Many Americans have heard of the U.S. Food and Drug Administration (FDA), but few know the details of what they actually do. According to their own website:1

"FDA is responsible for protecting the public health by assuring the safety, efficacy and security of human and veterinary drugs, biological products, medical devices, our nation's food supply, cosmetics and products that emit radiation."

Unfortunately, this agency has a history of close ties to industry, including regulatory decisions that favor said industry instead of looking out for the public.

In September 2016, meanwhile, the House Energy and Commerce Committee launched an investigation into the FDA's Office of Criminal Investigations (OCI), particularly their handling of food, drug and medical device cases.

FDA Criminal Office Is Being Investigated

The committee is seeking answers to a number of questions, which they expect back by mid-October 2016.

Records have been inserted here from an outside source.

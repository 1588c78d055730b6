//! End-to-end scenarios: a dispatcher wired to scripted host surfaces.

use std::sync::Arc;
use std::time::Duration;

use futures_util::future::BoxFuture;
use parking_lot::Mutex;

use lexibridge::prelude::*;

// ============================================================================
// Scripted collaborators
// ============================================================================

struct Uppercase;

impl Transformer for Uppercase {
    fn transform<'a>(
        &'a self,
        _: &RegisteredAction,
        text: String,
    ) -> BoxFuture<'a, Result<String, TransformError>> {
        Box::pin(async move { Ok(text.to_uppercase()) })
    }
}

#[derive(Default)]
struct Recorded {
    errors: Mutex<Vec<String>>,
    results: Mutex<Vec<String>>,
}

struct RecordingNotifier(Arc<Recorded>);

impl Notifier for RecordingNotifier {
    fn error(&self, message: &str) {
        self.0.errors.lock().push(message.to_string());
    }
    fn result(&self, text: &str) {
        self.0.results.lock().push(text.to_string());
    }
}

/// A rich surface that either consumes paste-like signals or honors nothing.
struct RichHost {
    text: String,
    selection: SelectionOffsets,
    focused: bool,
    consumes_paste: bool,
}

impl RichHost {
    fn new(text: &str, consumes_paste: bool) -> Self {
        let len = text.chars().count();
        Self {
            text: text.to_string(),
            selection: SelectionOffsets::collapsed(len),
            focused: true,
            consumes_paste,
        }
    }

    fn apply(&mut self, insert: &str) {
        let start = self.selection.start();
        let end = self.selection.end();
        let prefix: String = self.text.chars().take(start).collect();
        let suffix: String = self.text.chars().skip(end).collect();
        self.text = format!("{prefix}{insert}{suffix}");
        self.selection = SelectionOffsets::collapsed(start + insert.chars().count());
    }
}

impl EditableTarget for RichHost {
    fn kind(&self) -> TargetKind {
        TargetKind::Rich
    }
    fn text(&self) -> String {
        self.text.clone()
    }
    fn set_text(&mut self, text: &str) {
        self.text = text.to_string();
    }
    fn selection(&self) -> SelectionOffsets {
        self.selection
    }
    fn set_selection(&mut self, selection: SelectionOffsets) {
        let len = self.text.chars().count();
        self.selection = SelectionOffsets::new(
            selection.start().min(len),
            selection.end().min(len),
            selection.direction(),
        );
    }
    fn dispatch_edit(&mut self, signal: &EditSignal) -> SignalResponse {
        if self.consumes_paste {
            if let EditSignal::Paste(transfer) = signal {
                let text = transfer.text().to_string();
                self.apply(&text);
            }
        }
        SignalResponse::Uncanceled
    }
    fn exec_insert_text(&mut self, _: &str) -> bool {
        false
    }
    fn set_focused(&mut self, focused: bool) {
        self.focused = focused;
    }
    fn is_focused(&self) -> bool {
        self.focused
    }
}

/// A document whose focused element may sit behind a shadow host.
enum Focused {
    Plain(PlainField),
    Rich(RichHost),
    Nothing,
}

struct Document {
    focused: Focused,
    page_text: Option<String>,
}

impl Document {
    fn with_plain(field: PlainField) -> Self {
        Self {
            focused: Focused::Plain(field),
            page_text: None,
        }
    }

    fn with_rich(host: RichHost) -> Self {
        Self {
            focused: Focused::Rich(host),
            page_text: None,
        }
    }

    fn plain(&self) -> &PlainField {
        match &self.focused {
            Focused::Plain(field) => field,
            _ => panic!("expected a plain field"),
        }
    }

    fn rich(&self) -> &RichHost {
        match &self.focused {
            Focused::Rich(host) => host,
            _ => panic!("expected a rich host"),
        }
    }
}

impl DocumentScope for Document {
    fn active_node(&mut self) -> Option<FocusNode<'_>> {
        match &mut self.focused {
            Focused::Plain(field) => Some(FocusNode::Target(field)),
            Focused::Rich(host) => Some(FocusNode::Target(host)),
            Focused::Nothing => None,
        }
    }
    fn page_selection(&self) -> Option<String> {
        self.page_text.clone()
    }
}

// ============================================================================
// Harness
// ============================================================================

fn config(entries: &[(&str, &str, &str)]) -> EngineConfig {
    EngineConfig {
        actions: entries
            .iter()
            .map(|(shortcut, id, name)| ActionConfig {
                shortcut: shortcut.parse().unwrap(),
                id: id.to_string(),
                name: name.to_string(),
                kind: ActionKind::Transformation,
            })
            .collect(),
        extend_modifier: ExtendModifier::Alt,
    }
}

fn dispatcher(config: &EngineConfig) -> (Dispatcher, Arc<Recorded>) {
    let recorded = Arc::new(Recorded::default());
    let dispatcher = Dispatcher::new(
        config,
        Box::new(Uppercase),
        Box::new(RecordingNotifier(recorded.clone())),
    )
    .unwrap()
    .with_pipeline(
        MutationPipeline::new().with_delays(Duration::from_millis(1), Duration::from_millis(1)),
    );
    (dispatcher, recorded)
}

// ============================================================================
// Scenarios
// ============================================================================

#[test]
fn duplicate_registration_is_rejected_naming_owner() {
    let bad = config(&[
        ("Ctrl+Alt+T", "a", "Action A"),
        ("Ctrl+Alt+T", "b", "Action B"),
    ]);

    let err = bad.build_table().unwrap_err();
    assert_eq!(err.rejected, "Action B");
    assert_eq!(
        err.conflict,
        ConflictCheck::Duplicate {
            owner: "Action A".to_string()
        }
    );

    // And the live check the settings UI performs against a running
    // dispatcher reports the same owner.
    let (dispatcher, _) = dispatcher(&config(&[("Ctrl+Alt+T", "a", "Action A")]));
    let verdict = dispatcher.check_candidate(&"Ctrl+Alt+T".parse().unwrap());
    assert_eq!(
        verdict,
        ConflictCheck::Duplicate {
            owner: "Action A".to_string()
        }
    );
}

#[test]
fn prefix_conflict_names_owner_in_both_directions() {
    let (dispatcher_a, _) = dispatcher(&config(&[("Ctrl+Alt+T", "a", "Translate")]));

    let verdict = dispatcher_a.check_candidate(&"Ctrl+Alt+T+1".parse().unwrap());
    assert_eq!(
        verdict,
        ConflictCheck::ExistingIsPrefix {
            owner: "Translate".to_string()
        }
    );

    let (dispatcher, _) = dispatcher(&config(&[("Ctrl+Alt+T+1", "b", "Formal tone")]));
    let verdict = dispatcher.check_candidate(&"Ctrl+Alt+1".parse().unwrap());
    assert_eq!(
        verdict,
        ConflictCheck::CandidateIsPrefix {
            owner: "Formal tone".to_string()
        }
    );
}

#[tokio::test]
async fn abandoned_sequence_does_not_leak_into_next_dispatch() {
    let (dispatcher, recorded) = dispatcher(&config(&[
        ("Ctrl+Alt+T+1", "formal", "Formal tone"),
        ("Ctrl+Alt+2", "casual", "Casual tone"),
    ]));

    let mut doc = Document::with_plain(PlainField::with_text("text"));

    // Press Ctrl+Alt+T (arms), release T without a second key.
    let armed = dispatcher
        .key_down(KeyPress::new(Key::T, Modifiers::CTRL_ALT), &mut doc)
        .await;
    assert_eq!(armed, KeyDisposition::Pass);
    dispatcher.key_up(Key::T);

    // Ctrl+Alt+2 must dispatch the casual action alone, not combine with the
    // abandoned T.
    let disposition = dispatcher
        .key_down(KeyPress::new(Key::Digit2, Modifiers::CTRL_ALT), &mut doc)
        .await;
    assert_eq!(disposition, KeyDisposition::Handled);
    assert_eq!(doc.plain().text(), "TEXT");
    assert!(recorded.errors.lock().is_empty());
}

#[tokio::test]
async fn two_key_sequence_transforms_rich_host_via_paste() {
    let (dispatcher, _) = dispatcher(&config(&[("Ctrl+Alt+T+1", "formal", "Formal tone")]));

    let mut doc = Document::with_rich(RichHost::new("draft body", true));
    dispatcher
        .key_down(KeyPress::new(Key::T, Modifiers::CTRL_ALT), &mut doc)
        .await;
    let disposition = dispatcher
        .key_down(KeyPress::new(Key::Digit1, Modifiers::CTRL_ALT), &mut doc)
        .await;

    assert_eq!(disposition, KeyDisposition::Handled);
    assert_eq!(doc.rich().text, "DRAFT BODY");
    assert!(doc.rich().is_focused());
}

#[tokio::test]
async fn failed_pipeline_leaves_field_identical_to_snapshot() {
    let (dispatcher, recorded) = dispatcher(&config(&[("Ctrl+Alt+U", "upper", "Uppercase")]));

    // A host that honors no insertion mechanism at all.
    let mut doc = Document::with_rich(RichHost::new("precious content", false));
    let disposition = dispatcher
        .key_down(KeyPress::new(Key::U, Modifiers::CTRL_ALT), &mut doc)
        .await;

    assert_eq!(disposition, KeyDisposition::Handled);
    assert_eq!(doc.rich().text, "precious content");

    let errors = recorded.errors.lock();
    assert_eq!(errors.len(), 1);
    assert!(errors[0].contains("Uppercase"));
}

#[tokio::test]
async fn static_page_selection_is_read_not_written() {
    let (dispatcher, recorded) = dispatcher(&config(&[("Ctrl+Alt+U", "upper", "Uppercase")]));

    let mut doc = Document {
        focused: Focused::Nothing,
        page_text: Some("selected prose".to_string()),
    };
    dispatcher
        .key_down(KeyPress::new(Key::U, Modifiers::CTRL_ALT), &mut doc)
        .await;

    assert_eq!(recorded.results.lock().as_slice(), ["SELECTED PROSE"]);
    assert!(recorded.errors.lock().is_empty());
}

#[tokio::test]
async fn word_extension_round_trip() {
    let (dispatcher, _) = dispatcher(&config(&[]));

    let mut field = PlainField::with_text("alpha beta gamma");
    field.set_selection(SelectionOffsets::collapsed(5));
    let mut doc = Document::with_plain(field);

    // Extend right twice, then shrink once.
    dispatcher
        .key_down(KeyPress::new(Key::ArrowRight, Modifiers::ALT), &mut doc)
        .await;
    let sel = doc.plain().selection();
    assert_eq!((sel.start(), sel.end()), (5, 10));

    dispatcher
        .key_down(KeyPress::new(Key::ArrowRight, Modifiers::ALT), &mut doc)
        .await;
    let sel = doc.plain().selection();
    assert_eq!((sel.start(), sel.end()), (5, 16));

    dispatcher
        .key_down(KeyPress::new(Key::ArrowLeft, Modifiers::ALT), &mut doc)
        .await;
    let sel = doc.plain().selection();
    assert_eq!((sel.start(), sel.end()), (5, 11));
}

#[tokio::test]
async fn unmatched_combination_never_suppresses_default() {
    let (dispatcher, recorded) = dispatcher(&config(&[("Ctrl+Alt+T", "t", "Translate")]));

    let mut doc = Document::with_plain(PlainField::with_text("text"));
    let disposition = dispatcher
        .key_down(KeyPress::new(Key::X, Modifiers::CTRL), &mut doc)
        .await;

    assert_eq!(disposition, KeyDisposition::Pass);
    assert_eq!(doc.plain().text(), "text");
    assert!(recorded.errors.lock().is_empty());
}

Among them is why does the director of the FDA's criminal office, which is based in Maryland, work out of a South Florida office near his home? (This director, by the way, was paid more than $25,000 to move to Maryland less than two years ago, according to Reuters.)2

The House committee is also seeking statistics on OCI's arrests, convictions, case initiations and money recovered. A Reuters investigation previously found that more than half of all OCI cases are closed with no action taken.3

The review is also seeking clarification on how the FDA handled two critical reports that came from the Government Accountability Office (GAO) and the Health and Human Services Office of the Inspector General (HHS OIG).

The latter found the OCI lacked independence because it was housed within the Office of Regulatory Affairs, which conducts compliance inspections and is involved in determining OCI's budget.

Agents at OCI have also voiced concerns, including saying they were told to avoid opening cases relating to other federal agencies.

Reuters also reported on agents questioning the need to open cases to pursue mislabeled injectable drugs, like Botox, from other countries, even though they pose little public health risk. Reuters explained:4

"Current and former agents complain they have turned into the 'Botox Police,' spending thousands of hours chasing doctors who purchased authentic versions of Allergan's anti-wrinkle drug that were labeled for use in other countries.

Some agents say their efforts have done little more than protect the pharmaceutical industry's high drug prices in the United States."

How the FDA Controls the Media

Embargoes have been used in journalism since the 1920s. It's a deal between journalists and their sources, which gives the journalist access to a story on the condition that it's not published before a certain date and time.

Some institutions, including the FDA, further control media coverage by offering briefings to only a small selection of reporters. In January 2011, however, the FDA took this control to a whole new level with the use of a close-hold embargo.

The FDA allowed reporters early access to information about new medical device rules but, in addition to the regular embargo requirements, told reporters they could not seek comments from outside sources before the embargo expired.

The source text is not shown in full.